Segment Open
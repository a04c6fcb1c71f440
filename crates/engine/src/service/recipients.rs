// SPDX-License-Identifier: BUSL-1.1
// Copyright (c) 2026 Alfred Jean LLC

//! Recipients, documents and tabs

use super::Engine;
use crate::error::EngineError;
use crate::progress::Progress;
use seal_adapters::WebhookAdapter;
use seal_core::document::incomplete_tabs;
use seal_core::recipient::RecipientAuth;
use seal_core::{
    Actor, AuditEntry, Clock, Document, DocumentId, Envelope, EnvelopeAction, EnvelopeId,
    EnvelopeStatus, EventKind, IdGen, ItemRef, LockToken, Operation, Recipient, RecipientId,
    RecipientKind, ResourceRef, Tab, TabId, TabKind, TabPosition, TabValidation, Trigger,
    WorkflowError,
};
use seal_storage::Batch;

/// Input for [`Engine::add_recipient`]
#[derive(Debug, Clone)]
pub struct NewRecipient {
    pub kind: RecipientKind,
    pub name: String,
    pub email: String,
    pub routing_order: u32,
    pub optional: bool,
    pub auth: RecipientAuth,
}

impl NewRecipient {
    pub fn new(kind: RecipientKind, name: &str, email: &str, routing_order: u32) -> Self {
        Self {
            kind,
            name: name.to_string(),
            email: email.to_string(),
            routing_order,
            optional: false,
            auth: RecipientAuth::default(),
        }
    }

    pub fn optional(mut self) -> Self {
        self.optional = true;
        self
    }

    pub fn with_auth(mut self, auth: RecipientAuth) -> Self {
        self.auth = auth;
        self
    }
}

/// Input for [`Engine::add_tab`]
#[derive(Debug, Clone)]
pub struct NewTab {
    pub document_id: DocumentId,
    pub recipient_id: RecipientId,
    pub kind: TabKind,
    pub label: String,
    pub position: TabPosition,
    pub validation: TabValidation,
}

impl<W, C, I> Engine<W, C, I>
where
    W: WebhookAdapter,
    C: Clock,
    I: IdGen,
{
    /// Add a recipient under the envelope lock. On a sent envelope the
    /// recipient is activated right away if its routing group is open.
    pub fn add_recipient(
        &self,
        actor: &Actor,
        envelope_id: &EnvelopeId,
        token: &LockToken,
        new: NewRecipient,
    ) -> Result<Recipient, EngineError> {
        let before = self.load(envelope_id)?;
        let batch = self.check_edit(&before.envelope, token)?;

        let mut recipient = Recipient::new(
            RecipientId::new(self.next_id()),
            ItemRef::Envelope(envelope_id.clone()),
            new.kind,
            new.name,
            new.email,
            new.routing_order,
        )?
        .with_auth(new.auth);
        if new.optional {
            recipient = recipient.optional();
        }
        if before.recipients.iter().any(|r| {
            r.email.eq_ignore_ascii_case(&recipient.email)
                && r.routing_order == recipient.routing_order
        }) {
            return Err(WorkflowError::validation(format!(
                "{} is already a recipient at routing order {}",
                recipient.email, recipient.routing_order
            ))
            .into());
        }

        let id = recipient.id.clone();
        let mut after = before.clone();
        after.recipients.push(recipient);
        after
            .recipients
            .sort_by(|a, b| a.routing_order.cmp(&b.routing_order).then(a.id.cmp(&b.id)));
        if after.envelope.status.is_in_flight() {
            after.settle(Vec::new(), &self.clock)?;
        }

        let recipient = after.recipient(&id)?.clone();
        self.save(actor, "recipient.add", &before, after, batch)?;
        Ok(recipient)
    }

    pub fn add_document(
        &self,
        actor: &Actor,
        envelope_id: &EnvelopeId,
        token: &LockToken,
        name: &str,
        page_count: u32,
    ) -> Result<Document, EngineError> {
        let envelope = self.live_envelope(envelope_id)?;
        let batch = self.check_edit(&envelope, token)?;
        let document = Document::new(
            DocumentId::new(self.next_id()),
            ItemRef::Envelope(envelope_id.clone()),
            name,
            page_count,
        )?;

        self.commit_edit(
            batch.with(Operation::DocumentSaved {
                document: document.clone(),
            }),
            &envelope,
        )?;
        tracing::info!(envelope_id = %envelope_id, document_id = %document.id, "document added");
        self.audit(
            AuditEntry::new(
                envelope.account_id.clone(),
                actor.clone(),
                "document.add",
                ResourceRef::Document {
                    envelope_id: envelope_id.clone(),
                    id: document.id.clone(),
                },
                self.clock.now(),
            )
            .after(Some(&document)),
        );
        Ok(document)
    }

    pub fn add_tab(
        &self,
        actor: &Actor,
        envelope_id: &EnvelopeId,
        token: &LockToken,
        new: NewTab,
    ) -> Result<Tab, EngineError> {
        let envelope = self.live_envelope(envelope_id)?;
        let batch = self.check_edit(&envelope, token)?;
        let (document, recipient) = self.read(|state| {
            let document = state
                .documents
                .get(&new.document_id)
                .cloned()
                .ok_or_else(|| WorkflowError::not_found("document", &new.document_id))?;
            let recipient = state
                .recipients
                .get(&new.recipient_id)
                .cloned()
                .ok_or_else(|| WorkflowError::not_found("recipient", &new.recipient_id))?;
            Ok::<_, WorkflowError>((document, recipient))
        })?;
        if !document.parent.belongs_to(envelope_id) {
            return Err(WorkflowError::validation(format!(
                "document {} belongs to {}",
                document.id, document.parent
            ))
            .into());
        }

        let tab = Tab::new(
            TabId::new(self.next_id()),
            &document,
            &recipient,
            new.kind,
            new.label,
            new.position,
            new.validation,
        )?;
        self.commit_edit(batch.with(Operation::TabSaved { tab: tab.clone() }), &envelope)?;
        tracing::info!(envelope_id = %envelope_id, tab_id = %tab.id, kind = ?tab.kind, "tab added");
        self.audit(
            AuditEntry::new(
                envelope.account_id.clone(),
                actor.clone(),
                "tab.add",
                ResourceRef::Tab {
                    envelope_id: envelope_id.clone(),
                    id: tab.id.clone(),
                },
                self.clock.now(),
            )
            .after(Some(&tab)),
        );
        Ok(tab)
    }

    /// A recipient fills in one of its own tabs while it is their turn and
    /// they have not yet signed or declined
    pub fn set_tab_value(
        &self,
        actor: &Actor,
        envelope_id: &EnvelopeId,
        tab_id: &TabId,
        value: &str,
    ) -> Result<Tab, EngineError> {
        let progress = self.load(envelope_id)?;
        let before = self
            .read(|state| state.tabs.get(tab_id).cloned())
            .filter(|t| t.parent.belongs_to(envelope_id))
            .ok_or_else(|| WorkflowError::not_found("tab", tab_id))?;
        self.check_can_act(&progress, &before.recipient_id)?;
        progress
            .recipient(&before.recipient_id)?
            .check_pending("fill in a tab for")?;

        let after = before.set_value(value)?;
        self.commit_edit(
            Batch::new().with(Operation::TabSaved { tab: after.clone() }),
            &progress.envelope,
        )?;
        self.audit(
            AuditEntry::new(
                progress.envelope.account_id.clone(),
                actor.clone(),
                "tab.set_value",
                ResourceRef::Tab {
                    envelope_id: envelope_id.clone(),
                    id: tab_id.clone(),
                },
                self.clock.now(),
            )
            .before(Some(&before))
            .after(Some(&after)),
        );
        Ok(after)
    }

    /// First view by a recipient; marks the envelope delivered on the first one
    pub fn recipient_delivered(
        &self,
        actor: &Actor,
        envelope_id: &EnvelopeId,
        recipient_id: &RecipientId,
    ) -> Result<Envelope, EngineError> {
        let before = self.load(envelope_id)?;
        let current = before.recipient(recipient_id)?;
        let delivered = current.deliver(&self.clock)?;
        if &delivered == current {
            return Ok(before.envelope);
        }

        let mut after = before.clone();
        after.replace_recipient(delivered);
        after.emit(
            EventKind::RecipientDelivered {
                recipient_id: recipient_id.clone(),
            },
            self.clock.now(),
        );
        // Milestone only; a carbon copy may view a finished envelope
        if after.envelope.status == EnvelopeStatus::Sent {
            after.apply(EnvelopeAction::Deliver, &self.clock)?;
        }
        self.save(actor, "recipient.deliver", &before, after, Batch::new())
    }

    /// Sign or complete on behalf of a recipient, then let routing, the
    /// workflow and envelope completion follow
    pub fn recipient_complete(
        &self,
        actor: &Actor,
        envelope_id: &EnvelopeId,
        recipient_id: &RecipientId,
        access_code: Option<&str>,
    ) -> Result<Envelope, EngineError> {
        let before = self.load(envelope_id)?;
        self.check_can_act(&before, recipient_id)?;
        let current = before.recipient(recipient_id)?;
        current.auth.verify(access_code)?;

        let tabs = self.read(|state| state.tabs_of(&ItemRef::Envelope(envelope_id.clone())));
        let missing = incomplete_tabs(&tabs, recipient_id).len();
        if missing > 0 {
            return Err(WorkflowError::validation(format!(
                "recipient {} has {} required tab(s) without a value",
                recipient_id, missing
            ))
            .into());
        }

        let completed = current.complete(&self.clock)?;
        let mut after = before.clone();
        after.replace_recipient(completed);
        after.emit(
            EventKind::RecipientCompleted {
                recipient_id: recipient_id.clone(),
            },
            self.clock.now(),
        );
        after.settle(
            vec![Trigger::RecipientCompleted(recipient_id.clone())],
            &self.clock,
        )?;
        self.save(actor, "recipient.complete", &before, after, Batch::new())
    }

    /// Decline on behalf of a recipient. A mandatory decline declines the
    /// envelope and freezes everyone else; an optional one lets routing go on.
    pub fn recipient_decline(
        &self,
        actor: &Actor,
        envelope_id: &EnvelopeId,
        recipient_id: &RecipientId,
        reason: &str,
    ) -> Result<Envelope, EngineError> {
        let before = self.load(envelope_id)?;
        self.check_can_act(&before, recipient_id)?;
        let declined = before.recipient(recipient_id)?.decline(reason, &self.clock)?;
        let blocking = declined.is_blocking_decline();

        let mut after = before.clone();
        after.replace_recipient(declined);
        after.emit(
            EventKind::RecipientDeclined {
                recipient_id: recipient_id.clone(),
                reason: reason.trim().to_string(),
            },
            self.clock.now(),
        );
        if blocking {
            after.apply(
                EnvelopeAction::Decline {
                    recipient_id: recipient_id.clone(),
                    reason: reason.to_string(),
                },
                &self.clock,
            )?;
            after.freeze_pending();
        } else {
            after.settle(Vec::new(), &self.clock)?;
        }
        self.save(actor, "recipient.decline", &before, after, Batch::new())
    }

    pub fn recipients(&self, envelope_id: &EnvelopeId) -> Vec<Recipient> {
        self.read(|state| state.envelope_recipients(envelope_id))
    }

    pub fn tabs(&self, envelope_id: &EnvelopeId) -> Vec<Tab> {
        self.read(|state| state.tabs_of(&ItemRef::Envelope(envelope_id.clone())))
    }

    fn live_envelope(&self, envelope_id: &EnvelopeId) -> Result<Envelope, EngineError> {
        self.read(|state| state.envelope(envelope_id).cloned())
            .ok_or_else(|| WorkflowError::not_found("envelope", envelope_id).into())
    }

    /// Envelope in flight and the recipient's routing order is open
    fn check_can_act(&self, progress: &Progress, recipient_id: &RecipientId) -> Result<(), EngineError> {
        let envelope = &progress.envelope;
        if !envelope.status.is_in_flight() {
            return Err(WorkflowError::InvalidTransition {
                resource: "envelope",
                id: envelope.id.to_string(),
                current: envelope.status.as_str().to_string(),
                attempted: "act on",
            }
            .into());
        }
        let recipient = progress.recipient(recipient_id)?;
        progress.router().check_can_act(recipient)?;
        Ok(())
    }

    /// Commit an edit that does not go through [`Progress`], bumping the
    /// envelope version so concurrent edits to the same envelope serialize
    fn commit_edit(&self, batch: Batch, envelope: &Envelope) -> Result<(), EngineError> {
        self.commit(batch.with(Operation::EnvelopeSaved {
            envelope: envelope.touched(),
        }))
    }
}

#[cfg(test)]
#[path = "recipients_tests.rs"]
mod tests;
Segment Closed
Nothing but a number should be given: how many lines in the records hold the word "TabKind".

OUTPUT BELOW → 2